Please copy out every line of the listing below in which the word "transforms" appears.

= = = =

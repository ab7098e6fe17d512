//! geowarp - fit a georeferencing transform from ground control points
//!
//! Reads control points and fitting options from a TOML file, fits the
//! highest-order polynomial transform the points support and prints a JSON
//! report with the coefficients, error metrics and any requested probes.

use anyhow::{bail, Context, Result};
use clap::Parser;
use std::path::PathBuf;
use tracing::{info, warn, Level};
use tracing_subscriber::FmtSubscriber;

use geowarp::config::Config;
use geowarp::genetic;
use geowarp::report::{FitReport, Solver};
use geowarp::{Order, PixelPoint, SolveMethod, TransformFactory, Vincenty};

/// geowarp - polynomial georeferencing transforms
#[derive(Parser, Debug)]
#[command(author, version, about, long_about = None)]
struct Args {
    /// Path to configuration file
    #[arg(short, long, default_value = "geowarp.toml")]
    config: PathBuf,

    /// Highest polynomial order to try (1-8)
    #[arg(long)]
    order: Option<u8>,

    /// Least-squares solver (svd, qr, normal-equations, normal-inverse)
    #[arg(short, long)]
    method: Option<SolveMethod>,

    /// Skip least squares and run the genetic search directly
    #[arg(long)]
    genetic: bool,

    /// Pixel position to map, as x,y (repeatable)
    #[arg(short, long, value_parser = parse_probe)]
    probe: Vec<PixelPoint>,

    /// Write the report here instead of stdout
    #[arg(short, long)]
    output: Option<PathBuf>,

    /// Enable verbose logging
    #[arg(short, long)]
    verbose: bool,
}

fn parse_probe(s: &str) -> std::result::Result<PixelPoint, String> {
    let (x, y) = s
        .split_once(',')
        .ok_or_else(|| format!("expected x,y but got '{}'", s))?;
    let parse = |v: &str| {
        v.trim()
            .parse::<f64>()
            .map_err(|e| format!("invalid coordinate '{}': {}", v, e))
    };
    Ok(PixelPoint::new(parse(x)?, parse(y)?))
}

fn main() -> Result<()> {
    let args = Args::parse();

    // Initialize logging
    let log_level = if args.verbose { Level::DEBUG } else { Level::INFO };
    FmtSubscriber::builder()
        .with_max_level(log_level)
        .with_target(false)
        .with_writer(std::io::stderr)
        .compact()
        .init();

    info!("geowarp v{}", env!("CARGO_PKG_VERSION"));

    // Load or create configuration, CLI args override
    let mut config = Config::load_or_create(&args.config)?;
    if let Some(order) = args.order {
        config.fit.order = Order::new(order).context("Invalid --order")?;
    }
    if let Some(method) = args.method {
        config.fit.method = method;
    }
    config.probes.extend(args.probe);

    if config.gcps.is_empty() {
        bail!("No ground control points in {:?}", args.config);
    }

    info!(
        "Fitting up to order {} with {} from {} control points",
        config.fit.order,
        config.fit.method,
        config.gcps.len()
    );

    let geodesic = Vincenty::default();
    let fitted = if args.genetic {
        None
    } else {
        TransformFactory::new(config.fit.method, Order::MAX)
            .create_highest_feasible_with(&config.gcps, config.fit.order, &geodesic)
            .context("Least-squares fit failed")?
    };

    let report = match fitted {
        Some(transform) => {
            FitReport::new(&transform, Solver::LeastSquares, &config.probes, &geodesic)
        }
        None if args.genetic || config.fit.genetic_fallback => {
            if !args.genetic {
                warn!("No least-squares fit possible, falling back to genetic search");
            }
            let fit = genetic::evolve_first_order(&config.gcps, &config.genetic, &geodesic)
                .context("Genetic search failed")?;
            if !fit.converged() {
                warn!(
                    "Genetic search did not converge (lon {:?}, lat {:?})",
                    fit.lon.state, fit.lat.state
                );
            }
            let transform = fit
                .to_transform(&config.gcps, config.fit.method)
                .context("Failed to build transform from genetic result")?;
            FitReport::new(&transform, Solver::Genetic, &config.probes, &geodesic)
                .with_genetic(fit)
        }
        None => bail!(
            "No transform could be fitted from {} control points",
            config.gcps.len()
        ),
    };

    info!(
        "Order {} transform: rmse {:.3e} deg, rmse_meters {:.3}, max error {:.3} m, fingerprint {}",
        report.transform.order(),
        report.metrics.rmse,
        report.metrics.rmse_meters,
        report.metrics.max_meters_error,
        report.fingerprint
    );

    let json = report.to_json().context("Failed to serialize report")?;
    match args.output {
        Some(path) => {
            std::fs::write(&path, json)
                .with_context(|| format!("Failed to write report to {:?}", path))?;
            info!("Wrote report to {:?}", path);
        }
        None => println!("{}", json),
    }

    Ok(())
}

= = = =

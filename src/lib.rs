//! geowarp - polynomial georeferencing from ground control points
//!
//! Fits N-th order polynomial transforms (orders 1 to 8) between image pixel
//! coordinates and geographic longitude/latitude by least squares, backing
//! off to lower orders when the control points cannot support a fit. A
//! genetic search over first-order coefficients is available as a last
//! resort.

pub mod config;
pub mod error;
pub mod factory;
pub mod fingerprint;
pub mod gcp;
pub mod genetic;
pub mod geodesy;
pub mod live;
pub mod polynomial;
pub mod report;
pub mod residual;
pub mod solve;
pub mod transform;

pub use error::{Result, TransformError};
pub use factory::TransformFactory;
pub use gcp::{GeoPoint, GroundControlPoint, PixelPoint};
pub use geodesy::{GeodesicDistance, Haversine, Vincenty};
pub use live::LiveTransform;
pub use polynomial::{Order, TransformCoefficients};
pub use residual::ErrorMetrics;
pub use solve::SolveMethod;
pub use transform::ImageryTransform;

= = = =

Response box
/// geowarp - polynomial georeferencing transforms
//! Fits N-th order polynomial transforms (orders 1 to 8) between image pixel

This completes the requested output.